# Problem requirements
Wherever the string "Serialize" shows up in the data below, copy the whole line.

# Data records
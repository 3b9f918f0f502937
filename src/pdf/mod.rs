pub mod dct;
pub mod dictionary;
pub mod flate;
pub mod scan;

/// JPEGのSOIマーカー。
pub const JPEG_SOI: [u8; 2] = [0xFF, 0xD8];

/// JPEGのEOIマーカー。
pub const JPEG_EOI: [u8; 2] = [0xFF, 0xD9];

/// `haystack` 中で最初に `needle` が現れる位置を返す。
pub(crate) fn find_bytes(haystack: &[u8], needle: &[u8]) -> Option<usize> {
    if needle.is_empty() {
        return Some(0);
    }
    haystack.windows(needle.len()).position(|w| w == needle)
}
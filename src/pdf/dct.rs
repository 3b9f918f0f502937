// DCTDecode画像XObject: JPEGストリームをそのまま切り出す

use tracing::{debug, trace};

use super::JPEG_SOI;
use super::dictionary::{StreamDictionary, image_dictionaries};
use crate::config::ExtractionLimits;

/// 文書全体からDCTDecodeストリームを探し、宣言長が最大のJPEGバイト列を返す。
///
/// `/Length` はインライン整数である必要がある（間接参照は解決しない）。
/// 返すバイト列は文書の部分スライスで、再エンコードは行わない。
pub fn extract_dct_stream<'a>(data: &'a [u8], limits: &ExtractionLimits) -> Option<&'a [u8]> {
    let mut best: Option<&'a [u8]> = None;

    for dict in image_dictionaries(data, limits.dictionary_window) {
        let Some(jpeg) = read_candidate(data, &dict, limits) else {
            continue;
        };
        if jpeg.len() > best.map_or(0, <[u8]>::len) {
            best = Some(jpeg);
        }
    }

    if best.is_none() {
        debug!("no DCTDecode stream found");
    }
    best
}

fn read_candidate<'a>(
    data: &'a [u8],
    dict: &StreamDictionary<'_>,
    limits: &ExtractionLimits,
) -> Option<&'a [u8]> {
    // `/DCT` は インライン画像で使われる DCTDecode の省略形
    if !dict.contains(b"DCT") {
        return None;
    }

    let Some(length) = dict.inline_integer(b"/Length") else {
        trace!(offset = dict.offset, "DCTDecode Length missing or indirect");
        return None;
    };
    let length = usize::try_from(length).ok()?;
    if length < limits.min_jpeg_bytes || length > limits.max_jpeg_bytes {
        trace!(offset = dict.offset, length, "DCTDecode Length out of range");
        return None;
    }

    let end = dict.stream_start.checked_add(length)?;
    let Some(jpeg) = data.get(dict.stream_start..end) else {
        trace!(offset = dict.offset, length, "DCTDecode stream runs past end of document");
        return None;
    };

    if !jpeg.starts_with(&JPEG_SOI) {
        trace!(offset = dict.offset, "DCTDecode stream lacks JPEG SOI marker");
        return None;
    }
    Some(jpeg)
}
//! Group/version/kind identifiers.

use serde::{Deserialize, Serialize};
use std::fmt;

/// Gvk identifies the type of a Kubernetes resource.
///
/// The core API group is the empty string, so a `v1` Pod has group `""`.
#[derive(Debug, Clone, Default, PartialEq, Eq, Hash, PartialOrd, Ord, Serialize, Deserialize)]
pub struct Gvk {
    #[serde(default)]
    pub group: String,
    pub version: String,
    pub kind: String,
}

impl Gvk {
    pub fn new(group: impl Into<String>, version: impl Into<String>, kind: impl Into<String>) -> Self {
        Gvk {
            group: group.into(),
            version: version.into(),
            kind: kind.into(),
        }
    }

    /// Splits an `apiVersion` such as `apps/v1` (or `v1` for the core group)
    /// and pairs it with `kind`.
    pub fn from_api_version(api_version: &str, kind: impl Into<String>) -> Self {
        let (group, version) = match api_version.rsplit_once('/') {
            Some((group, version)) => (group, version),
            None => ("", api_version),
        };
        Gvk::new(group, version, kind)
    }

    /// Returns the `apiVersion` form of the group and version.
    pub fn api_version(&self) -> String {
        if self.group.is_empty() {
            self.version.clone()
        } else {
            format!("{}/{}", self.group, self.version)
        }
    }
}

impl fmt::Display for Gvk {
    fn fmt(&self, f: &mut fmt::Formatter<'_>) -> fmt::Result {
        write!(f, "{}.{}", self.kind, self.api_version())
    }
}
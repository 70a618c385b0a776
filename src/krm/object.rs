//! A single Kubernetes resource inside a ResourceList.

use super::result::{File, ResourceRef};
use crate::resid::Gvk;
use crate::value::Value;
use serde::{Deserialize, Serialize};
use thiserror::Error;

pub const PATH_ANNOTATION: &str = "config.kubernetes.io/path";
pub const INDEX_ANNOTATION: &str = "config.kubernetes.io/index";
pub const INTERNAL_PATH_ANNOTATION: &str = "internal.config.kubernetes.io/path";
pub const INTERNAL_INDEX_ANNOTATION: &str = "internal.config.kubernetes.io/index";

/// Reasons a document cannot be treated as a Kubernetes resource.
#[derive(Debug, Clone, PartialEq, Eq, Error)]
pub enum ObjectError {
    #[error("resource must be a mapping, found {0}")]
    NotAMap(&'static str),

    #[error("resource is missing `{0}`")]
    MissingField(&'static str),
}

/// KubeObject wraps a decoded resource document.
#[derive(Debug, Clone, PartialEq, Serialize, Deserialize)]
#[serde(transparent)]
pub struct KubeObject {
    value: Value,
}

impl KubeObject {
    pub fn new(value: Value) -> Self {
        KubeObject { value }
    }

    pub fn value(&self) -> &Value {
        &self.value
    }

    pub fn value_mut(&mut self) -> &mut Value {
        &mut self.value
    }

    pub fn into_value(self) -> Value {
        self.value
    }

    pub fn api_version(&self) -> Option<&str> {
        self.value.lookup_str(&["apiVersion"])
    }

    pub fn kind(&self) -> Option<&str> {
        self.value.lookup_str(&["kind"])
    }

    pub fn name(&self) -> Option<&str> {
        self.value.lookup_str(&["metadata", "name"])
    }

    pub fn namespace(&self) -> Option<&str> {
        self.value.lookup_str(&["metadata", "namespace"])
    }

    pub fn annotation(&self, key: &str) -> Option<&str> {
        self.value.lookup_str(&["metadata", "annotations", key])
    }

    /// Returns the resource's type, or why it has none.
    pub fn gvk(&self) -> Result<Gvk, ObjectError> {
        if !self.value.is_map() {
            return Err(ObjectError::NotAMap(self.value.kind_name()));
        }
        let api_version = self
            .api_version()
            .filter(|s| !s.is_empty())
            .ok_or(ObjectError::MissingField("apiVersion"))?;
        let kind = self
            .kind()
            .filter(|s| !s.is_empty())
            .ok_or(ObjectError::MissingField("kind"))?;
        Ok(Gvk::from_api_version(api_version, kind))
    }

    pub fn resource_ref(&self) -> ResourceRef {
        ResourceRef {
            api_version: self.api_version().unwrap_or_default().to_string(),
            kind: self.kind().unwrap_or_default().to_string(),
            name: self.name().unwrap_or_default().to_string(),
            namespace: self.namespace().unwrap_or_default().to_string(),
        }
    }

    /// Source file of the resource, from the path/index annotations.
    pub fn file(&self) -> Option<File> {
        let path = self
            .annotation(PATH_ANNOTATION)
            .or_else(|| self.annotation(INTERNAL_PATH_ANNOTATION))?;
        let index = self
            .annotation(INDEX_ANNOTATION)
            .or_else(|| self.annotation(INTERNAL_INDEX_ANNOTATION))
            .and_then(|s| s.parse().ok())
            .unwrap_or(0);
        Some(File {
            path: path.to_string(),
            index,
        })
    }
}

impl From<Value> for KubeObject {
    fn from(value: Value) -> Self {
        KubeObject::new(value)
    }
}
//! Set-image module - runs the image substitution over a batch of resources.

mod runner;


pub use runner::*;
--
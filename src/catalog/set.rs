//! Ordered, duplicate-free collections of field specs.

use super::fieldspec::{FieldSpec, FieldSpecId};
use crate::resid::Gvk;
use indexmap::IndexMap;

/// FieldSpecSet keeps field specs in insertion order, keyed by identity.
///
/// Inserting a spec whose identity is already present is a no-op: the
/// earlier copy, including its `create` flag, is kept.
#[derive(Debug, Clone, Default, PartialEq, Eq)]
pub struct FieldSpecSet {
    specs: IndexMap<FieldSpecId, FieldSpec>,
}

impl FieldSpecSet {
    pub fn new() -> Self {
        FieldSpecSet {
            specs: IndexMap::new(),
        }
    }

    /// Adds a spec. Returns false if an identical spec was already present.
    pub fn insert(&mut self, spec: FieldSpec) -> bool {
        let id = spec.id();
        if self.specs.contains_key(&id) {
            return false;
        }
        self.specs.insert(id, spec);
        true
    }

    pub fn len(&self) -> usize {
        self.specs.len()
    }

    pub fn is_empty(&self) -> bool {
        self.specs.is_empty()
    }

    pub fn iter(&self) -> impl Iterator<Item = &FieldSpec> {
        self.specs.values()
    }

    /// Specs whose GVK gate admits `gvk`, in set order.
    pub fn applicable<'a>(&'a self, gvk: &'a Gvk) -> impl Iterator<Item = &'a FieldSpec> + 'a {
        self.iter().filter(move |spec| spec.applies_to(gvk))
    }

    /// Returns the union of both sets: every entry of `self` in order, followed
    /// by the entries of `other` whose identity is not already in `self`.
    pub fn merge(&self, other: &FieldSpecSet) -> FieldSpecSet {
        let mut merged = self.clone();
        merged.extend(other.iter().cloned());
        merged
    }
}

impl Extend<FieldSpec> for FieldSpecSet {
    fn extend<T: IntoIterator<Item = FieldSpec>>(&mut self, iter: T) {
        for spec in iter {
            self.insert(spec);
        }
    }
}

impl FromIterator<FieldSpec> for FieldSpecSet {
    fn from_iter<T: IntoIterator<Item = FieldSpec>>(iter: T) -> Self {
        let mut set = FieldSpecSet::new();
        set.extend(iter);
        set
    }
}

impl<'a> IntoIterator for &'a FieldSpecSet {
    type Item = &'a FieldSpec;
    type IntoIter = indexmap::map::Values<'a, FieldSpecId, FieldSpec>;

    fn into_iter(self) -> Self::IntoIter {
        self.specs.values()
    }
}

# Response to the exercise
use serde::{Deserialize, Serialize};
#[derive(Debug, Clone, Default, PartialEq, Eq, Hash, PartialOrd, Ord, Serialize, Deserialize)]
use serde::{Deserialize, Serialize};
#[derive(Debug, Clone, PartialEq, Serialize, Deserialize)]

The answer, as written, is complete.